Chapter 3, experiments were performed in in vitro rats brain slices. In the dentate gyrus, we were unable to demonstrate a corticosterone-mediated effect on LTP per se; however, a certain effect was revealed during inhibition of GABAergic transmission. A β-adrenergic agonist, isoproterenol, was capable of facilitating the induction of LTP after brief administration. The major finding was that, if corticosterone was supplied in unison with isoproterenol and LTP induction, synaptic potentiation was accelerated (or
enhanced during the early stage of potentiation), while a pretreatment of corticosterone hours in advance of isoproterenol and synaptic stimulation unequivocally hampered the LTP induced later on. This finding indicates that the time-dependent mechanisms of corticosteroids can enable bidirectional modifications of the interaction between the glucocorticoid and β-adrenergic systems, with direct impacts on activity-dependent synaptic plasticity within the hippocampus.

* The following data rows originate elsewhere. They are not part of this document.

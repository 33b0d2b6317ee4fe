mod cli;

use std::fmt::Write as FmtWrite;
use std::io;
use std::io::IsTerminal;
use std::path::{Path, PathBuf};
use std::process::ExitCode;
use std::sync::Arc;

use cli::{Cli, OutputFormat};
use figtok_lib::config::{DEFAULT_CONFIG_FILE, TOKEN_ENV};
use figtok_lib::{
    generate, Config, ErrorOutput, FigmaAuth, FigtokError, FigtokOutput, FontMode,
    GenerateOutput, Prompter, ProgressFn, TerminalPrompter, TreeSource, FIGTOK_OUTPUT_VERSION,
};
use tracing::warn;
use tracing_subscriber::EnvFilter;

#[tokio::main]
async fn main() -> ExitCode {
    run().await
}

async fn run() -> ExitCode {
    let args = cli::parse();
    init_tracing(args.verbose);
    let format = args.format;
    let interactive = !args.no_input && io::stdin().is_terminal();
    let mut terminal = interactive.then(TerminalPrompter::stdio);

    let config = match resolve_config(
        &args,
        std::env::var(TOKEN_ENV).ok(),
        terminal.as_mut().map(|t| t as &mut dyn Prompter),
    ) {
        Ok(cfg) => cfg,
        Err(err) => return render_error(err, format),
    };

    let source = match TreeSource::from_env(FigmaAuth::new(config.token.clone())) {
        Ok(source) => source,
        Err(err) => return render_error(err, format),
    };
    let progress: Option<ProgressFn> = if args.verbose {
        Some(Arc::new(|msg: &str| eprintln!("{msg}")))
    } else {
        None
    };

    if config.confirm_deletions && !interactive {
        warn!("confirmDeletions is set but stdin is not interactive; keeping all removed tokens");
    }
    let prompter = terminal.as_mut().map(|t| t as &mut dyn Prompter);

    match generate(&source, &config, progress, prompter).await {
        Ok(outcome) => {
            let body = FigtokOutput::Generate(GenerateOutput::from(outcome));
            if let Err(err) = write_output(&body, format) {
                return render_error(FigtokError::Config(err.to_string()), format);
            }
            ExitCode::SUCCESS
        }
        Err(err) => render_error(err, format),
    }
}

fn init_tracing(verbose: bool) {
    let default_filter = if verbose {
        "figtok=debug,figtok_lib=debug"
    } else {
        "warn"
    };
    let filter =
        EnvFilter::try_from_default_env().unwrap_or_else(|_| EnvFilter::new(default_filter));
    let _ = tracing_subscriber::fmt()
        .with_env_filter(filter)
        .with_writer(io::stderr)
        .with_target(false)
        .try_init();
}

/// Config file → CLI overrides → `FIGMA_TOKEN` → prompts for what is still
/// missing → validation.
fn resolve_config(
    args: &Cli,
    env_token: Option<String>,
    prompter: Option<&mut dyn Prompter>,
) -> Result<Config, FigtokError> {
    let (mut config, config_path) = load_config(args.config.as_deref())?;
    apply_cli_overrides(&mut config, args);

    let file_token = config.token.clone();
    config.apply_env_token(env_token);

    if let Some(prompter) = prompter {
        if !config.missing_required().is_empty() && config.prompt_missing(prompter)? {
            save_prompted_config(&config, &file_token, &config_path)?;
        }
    }

    config
        .validate()
        .map_err(|e| FigtokError::Config(format!("Invalid config: {}", e)))?;
    Ok(config)
}

fn load_config(path: Option<&Path>) -> Result<(Config, PathBuf), FigtokError> {
    if let Some(p) = path {
        let cfg = Config::from_file(p).map_err(|e| {
            FigtokError::Config(format!("Failed to read config {}: {}", p.display(), e))
        })?;
        return Ok((cfg, p.to_path_buf()));
    }
    let default_path = PathBuf::from(DEFAULT_CONFIG_FILE);
    if default_path.exists() {
        let cfg = Config::from_file(&default_path).map_err(|e| {
            FigtokError::Config(format!(
                "Failed to read config {}: {}",
                default_path.display(),
                e
            ))
        })?;
        return Ok((cfg, default_path));
    }
    Ok((Config::default(), default_path))
}

fn apply_cli_overrides(config: &mut Config, args: &Cli) {
    if let Some(file) = &args.file {
        config.file = file.clone();
    }
    if let Some(page) = &args.page {
        config.page = page.clone();
    }
    if let Some(path) = &args.tokens_file {
        config.tokens_file_path = path.clone();
    }
    if args.emit_defaults {
        config.emit_defaults = true;
    }
    if args.font_variables {
        config.font_mode = FontMode::Variables;
    }
    if args.confirm_deletions {
        config.confirm_deletions = true;
    }
}

/// Persist prompted answers. A token that came from the environment is not
/// written to disk.
fn save_prompted_config(
    config: &Config,
    file_token: &str,
    path: &Path,
) -> Result<(), FigtokError> {
    let is_toml = path
        .extension()
        .and_then(|e| e.to_str())
        .is_some_and(|e| e.eq_ignore_ascii_case("toml"));
    if is_toml {
        warn!(path = %path.display(), "not rewriting TOML config; add the prompted values by hand");
        return Ok(());
    }
    let mut persisted = config.clone();
    if file_token.trim().is_empty() && std::env::var(TOKEN_ENV).is_ok_and(|t| t == config.token) {
        persisted.token = String::new();
    }
    persisted.save_json(path)
}

fn write_output(body: &FigtokOutput, format: OutputFormat) -> Result<(), Box<dyn std::error::Error>> {
    match format {
        OutputFormat::Json => println!("{}", serde_json::to_string(body)?),
        OutputFormat::Pretty => write_pretty_output(body)?,
    };
    Ok(())
}

fn render_error(err: FigtokError, format: OutputFormat) -> ExitCode {
    let error_payload = err.to_payload();
    let payload = FigtokOutput::Error(ErrorOutput {
        version: FIGTOK_OUTPUT_VERSION.to_string(),
        message: Some(error_payload.message.clone()),
        error: error_payload,
    });

    match format {
        OutputFormat::Json => {
            let content =
                serde_json::to_string(&payload).unwrap_or_else(|_| "{\"mode\":\"error\"}".into());
            println!("{content}");
        }
        OutputFormat::Pretty => {
            if let Err(write_err) = write_pretty_output(&payload) {
                eprintln!("Failed to write error output: {}", write_err);
            }
        }
    };

    ExitCode::from(2)
}

fn write_pretty_output(body: &FigtokOutput) -> io::Result<()> {
    if io::stdout().is_terminal() {
        println!("{}", format_pretty(body, true));
        return Ok(());
    }

    // Non-tty: keep JSON shape for pipelines.
    let content =
        serde_json::to_string_pretty(body).unwrap_or_else(|_| "{\"mode\":\"error\"}".to_string());
    println!("{content}");
    Ok(())
}

fn format_pretty(body: &FigtokOutput, colorize: bool) -> String {
    let mut buf = String::new();
    match body {
        FigtokOutput::Generate(out) => {
            let header = color("✔", "32", colorize);
            writeln!(
                buf,
                "{} {} tokens from \"{}\" / {}",
                header, out.token_count, out.file_name, out.page
            )
            .ok();
            writeln!(buf, "Stylesheet: {}", out.stylesheet_path.display()).ok();
            writeln!(buf, "Snapshot:   {}", out.snapshot_path.display()).ok();
            if !out.deprecated.is_empty() {
                writeln!(
                    buf,
                    "{} {} deprecated:",
                    color("!", "33", colorize),
                    out.deprecated.len()
                )
                .ok();
                for name in &out.deprecated {
                    writeln!(buf, "- {name}").ok();
                }
            }
        }
        FigtokOutput::Error(out) => {
            let header = color("[ERROR]", "31", colorize);
            let message = out
                .message
                .as_deref()
                .unwrap_or_else(|| out.error.message.as_str());
            writeln!(buf, "{} {}", header, message).ok();
            if let Some(remediation) = &out.error.remediation {
                writeln!(buf, "Hint: {}", remediation).ok();
            }
        }
    }
    buf
}

fn color(text: &str, code: &str, colorize: bool) -> String {
    if colorize {
        format!("\x1b[{}m{}\x1b[0m", code, text)
    } else {
        text.to_string()
    }
}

Reported in Chapter 4, we were able to replicate this study in the rat basolateral amygdala. Similarly, the β-adrenergic agonist, isoproterenol was shown to facilitate the induction of LTP within the amygdala, representing the efficacy of a fast-acting factor. However, corticosterone application predominantly displayed a suppressive effect on LTP, which was demonstrated by a gradual reversal of β-adrenergic-facilitated LTP in the case of co-application of corticosterone and isoproterenol around LTP induction, and by a full suppression of the isoproterenol-mediated LTP in the case of corticosterone pretreatment hours in advance. All these represent a slow-onset suppressive effect of corticosteroids on synaptic plasticity in the amygdala - a structure highly associated with emotional
memory.

We eventually elevated our research level to human study (Chapter 5), in which we asked our subjects to view and memorise both neutral and (negatively) emotional pictures and had their real-time brain activity monitored through fMRI. We concentrated on the time-dependent effects of glucocorticoids by administering an identical stress dose of cortisol to subjects at different time-points. In this study, we have identified a general enhanced memory of negative stimuli. Moreover, a prior adminiA temporal perspective on stress hormones and memory stration of cortisol (several hours in advance) was found to diminish the proportion of the negative pictures among all pictures remembered, without altering the absolute numbers of the remembered pictures, indicating a weight shift in memory encoding for emotional information. Neuroimaging has located this effect to the left hippocampus. This demonstrates a delayed, presumably genomic, glucocorticoid effect on human emotional memory.

In conclusion, we have investigated two types of stress hormones, focusing on measurement of functional outcomes and exploitation of multiple levels of research (i.e. in the rodent and human brains). Our results support the notion that a focus on the molecular mechanisms of stress hormones is valid in the exploration of stress-mediated regulation of cognitive functions. These molecular actions can drive diverse regulatory patterns, best exemplified by the effects of glucocorticoids; indeed, we have demonstrated their facilitative effects and suppressive actions in specific contexts. Above all, we have proposed a new perspective to take in examination of stress influences,
which is fundamentally based upon the understanding of the time-dependency of the
hormonal functions; by doing so, we can add significant value to established theories. Especially from human-level research, our results indicate a significant relevance to the control of the emotional bias reflected in memory - likely achievable through glucocorticoids manipulation; this may lend support to newly developed therapeutic approaches in the field.